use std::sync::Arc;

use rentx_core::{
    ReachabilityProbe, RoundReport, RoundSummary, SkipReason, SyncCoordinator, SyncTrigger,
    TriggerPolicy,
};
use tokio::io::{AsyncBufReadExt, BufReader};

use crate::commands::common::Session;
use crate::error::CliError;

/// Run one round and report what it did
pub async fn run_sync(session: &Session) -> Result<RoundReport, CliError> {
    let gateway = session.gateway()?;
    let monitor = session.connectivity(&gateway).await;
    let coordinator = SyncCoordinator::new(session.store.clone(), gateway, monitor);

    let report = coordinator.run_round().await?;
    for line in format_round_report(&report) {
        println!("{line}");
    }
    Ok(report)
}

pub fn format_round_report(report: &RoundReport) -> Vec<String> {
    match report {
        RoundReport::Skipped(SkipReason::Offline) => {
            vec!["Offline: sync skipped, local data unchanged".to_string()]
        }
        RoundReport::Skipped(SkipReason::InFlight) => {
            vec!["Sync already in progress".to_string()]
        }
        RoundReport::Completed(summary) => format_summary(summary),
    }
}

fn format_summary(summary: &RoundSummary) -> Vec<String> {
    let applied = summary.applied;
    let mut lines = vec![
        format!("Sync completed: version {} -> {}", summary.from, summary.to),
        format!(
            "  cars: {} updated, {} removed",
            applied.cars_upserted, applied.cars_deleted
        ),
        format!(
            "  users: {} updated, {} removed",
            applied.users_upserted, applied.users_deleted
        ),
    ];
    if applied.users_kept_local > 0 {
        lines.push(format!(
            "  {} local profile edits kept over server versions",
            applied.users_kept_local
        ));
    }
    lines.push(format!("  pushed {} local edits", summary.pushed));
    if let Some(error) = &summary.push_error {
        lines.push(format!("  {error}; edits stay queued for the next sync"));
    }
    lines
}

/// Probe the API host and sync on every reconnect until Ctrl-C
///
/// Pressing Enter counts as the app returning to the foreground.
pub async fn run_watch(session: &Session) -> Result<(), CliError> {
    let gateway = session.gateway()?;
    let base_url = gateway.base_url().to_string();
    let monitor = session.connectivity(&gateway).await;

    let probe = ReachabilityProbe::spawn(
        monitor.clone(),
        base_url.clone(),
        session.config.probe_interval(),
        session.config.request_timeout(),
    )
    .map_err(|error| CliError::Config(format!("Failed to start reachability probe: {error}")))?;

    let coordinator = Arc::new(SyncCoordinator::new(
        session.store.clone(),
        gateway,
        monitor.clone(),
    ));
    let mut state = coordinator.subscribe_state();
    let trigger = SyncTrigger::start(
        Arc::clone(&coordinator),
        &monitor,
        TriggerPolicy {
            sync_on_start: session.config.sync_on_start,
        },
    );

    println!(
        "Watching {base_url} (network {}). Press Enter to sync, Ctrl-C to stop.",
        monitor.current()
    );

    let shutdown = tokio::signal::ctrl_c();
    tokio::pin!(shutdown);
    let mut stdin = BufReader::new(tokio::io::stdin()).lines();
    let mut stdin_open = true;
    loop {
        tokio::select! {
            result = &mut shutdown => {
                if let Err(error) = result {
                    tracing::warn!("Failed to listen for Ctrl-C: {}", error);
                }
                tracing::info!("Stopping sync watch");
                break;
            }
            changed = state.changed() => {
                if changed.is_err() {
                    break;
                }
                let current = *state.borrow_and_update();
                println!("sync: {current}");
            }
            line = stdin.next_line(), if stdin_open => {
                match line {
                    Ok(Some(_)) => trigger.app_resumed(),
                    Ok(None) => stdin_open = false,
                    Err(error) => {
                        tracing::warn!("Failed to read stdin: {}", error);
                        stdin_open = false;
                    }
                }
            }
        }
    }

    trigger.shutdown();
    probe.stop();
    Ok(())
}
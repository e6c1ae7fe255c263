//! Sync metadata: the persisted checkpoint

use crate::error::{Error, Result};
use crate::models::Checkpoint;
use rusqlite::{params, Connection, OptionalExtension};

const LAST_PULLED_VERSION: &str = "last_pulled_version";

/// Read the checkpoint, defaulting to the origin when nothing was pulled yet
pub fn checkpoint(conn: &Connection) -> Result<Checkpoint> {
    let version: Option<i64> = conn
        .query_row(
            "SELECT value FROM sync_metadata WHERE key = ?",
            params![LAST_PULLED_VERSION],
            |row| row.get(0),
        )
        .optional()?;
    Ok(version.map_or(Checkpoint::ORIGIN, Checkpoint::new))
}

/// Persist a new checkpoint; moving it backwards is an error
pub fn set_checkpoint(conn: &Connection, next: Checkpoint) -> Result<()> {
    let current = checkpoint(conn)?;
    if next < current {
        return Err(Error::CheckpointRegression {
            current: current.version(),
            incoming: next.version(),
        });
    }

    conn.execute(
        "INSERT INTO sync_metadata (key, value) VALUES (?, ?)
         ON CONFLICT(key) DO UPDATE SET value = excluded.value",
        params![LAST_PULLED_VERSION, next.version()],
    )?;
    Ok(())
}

::::::

- What you should do
Transcribe the full listing, matching it exactly.

- Answer to this exercise
use std::sync::Arc;

use rentx_core::{
    ReachabilityProbe, RoundReport, RoundSummary, SkipReason, SyncCoordinator, SyncTrigger,
    TriggerPolicy,
};
use tokio::io::{AsyncBufReadExt, BufReader};

use crate::commands::common::Session;
use crate::error::CliError;

/// Run one round and report what it did
pub async fn run_sync(session: &Session) -> Result<RoundReport, CliError> {
    let gateway = session.gateway()?;
    let monitor = session.connectivity(&gateway).await;
    let coordinator = SyncCoordinator::new(session.store.clone(), gateway, monitor);

    let report = coordinator.run_round().await?;
    for line in format_round_report(&report) {
        println!("{line}");
    }
    Ok(report)
}

pub fn format_round_report(report: &RoundReport) -> Vec<String> {
    match report {
        RoundReport::Skipped(SkipReason::Offline) => {
            vec!["Offline: sync skipped, local data unchanged".to_string()]
        }
        RoundReport::Skipped(SkipReason::InFlight) => {
            vec!["Sync already in progress".to_string()]
        }
        RoundReport::Completed(summary) => format_summary(summary),
    }
}

fn format_summary(summary: &RoundSummary) -> Vec<String> {
    let applied = summary.applied;
    let mut lines = vec![
        format!("Sync completed: version {} -> {}", summary.from, summary.to),
        format!(
            "  cars: {} updated, {} removed",
            applied.cars_upserted, applied.cars_deleted
        ),
        format!(
            "  users: {} updated, {} removed",
            applied.users_upserted, applied.users_deleted
        ),
    ];
    if applied.users_kept_local > 0 {
        lines.push(format!(
            "  {} local profile edits kept over server versions",
            applied.users_kept_local
        ));
    }
    lines.push(format!("  pushed {} local edits", summary.pushed));
    if let Some(error) = &summary.push_error {
        lines.push(format!("  {error}; edits stay queued for the next sync"));
    }
    lines
}

/// Probe the API host and sync on every reconnect until Ctrl-C
///
/// Pressing Enter counts as the app returning to the foreground.
pub async fn run_watch(session: &Session) -> Result<(), CliError> {
    let gateway = session.gateway()?;
    let base_url = gateway.base_url().to_string();
    let monitor = session.connectivity(&gateway).await;

    let probe = ReachabilityProbe::spawn(
        monitor.clone(),
        base_url.clone(),
        session.config.probe_interval(),
        session.config.request_timeout(),
    )
    .map_err(|error| CliError::Config(format!("Failed to start reachability probe: {error}")))?;

    let coordinator = Arc::new(SyncCoordinator::new(
        session.store.clone(),
        gateway,
        monitor.clone(),
    ));
    let mut state = coordinator.subscribe_state();
    let trigger = SyncTrigger::start(
        Arc::clone(&coordinator),
        &monitor,
        TriggerPolicy {
            sync_on_start: session.config.sync_on_start,
        },
    );

    println!(
        "Watching {base_url} (network {}). Press Enter to sync, Ctrl-C to stop.",
        monitor.current()
    );

    let shutdown = tokio::signal::ctrl_c();
    tokio::pin!(shutdown);
    let mut stdin = BufReader::new(tokio::io::stdin()).lines();
    let mut stdin_open = true;
    loop {
        tokio::select! {
            result = &mut shutdown => {
                if let Err(error) = result {
                    tracing::warn!("Failed to listen for Ctrl-C: {}", error);
                }
                tracing::info!("Stopping sync watch");
                break;
            }
            changed = state.changed() => {
                if changed.is_err() {
                    break;
                }
                let current = *state.borrow_and_update();
                println!("sync: {current}");
            }
            line = stdin.next_line(), if stdin_open => {
                match line {
                    Ok(Some(_)) => trigger.app_resumed(),
                    Ok(None) => stdin_open = false,
                    Err(error) => {
                        tracing::warn!("Failed to read stdin: {}", error);
                        stdin_open = false;
                    }
                }
            }
        }
    }

    trigger.shutdown();
    probe.stop();
    Ok(())
}
repository e6c1ae7fe255c263
//! Sync metadata: the persisted checkpoint

use crate::error::{Error, Result};
use crate::models::Checkpoint;
use rusqlite::{params, Connection, OptionalExtension};

const LAST_PULLED_VERSION: &str = "last_pulled_version";

/// Read the checkpoint, defaulting to the origin when nothing was pulled yet
pub fn checkpoint(conn: &Connection) -> Result<Checkpoint> {
    let version: Option<i64> = conn
        .query_row(
            "SELECT value FROM sync_metadata WHERE key = ?",
            params![LAST_PULLED_VERSION],
            |row| row.get(0),
        )
        .optional()?;
    Ok(version.map_or(Checkpoint::ORIGIN, Checkpoint::new))
}

/// Persist a new checkpoint; moving it backwards is an error
pub fn set_checkpoint(conn: &Connection, next: Checkpoint) -> Result<()> {
    let current = checkpoint(conn)?;
    if next < current {
        return Err(Error::CheckpointRegression {
            current: current.version(),
            incoming: next.version(),
        });
    }

    conn.execute(
        "INSERT INTO sync_metadata (key, value) VALUES (?, ?)
         ON CONFLICT(key) DO UPDATE SET value = excluded.value",
        params![LAST_PULLED_VERSION, next.version()],
    )?;
    Ok(())
}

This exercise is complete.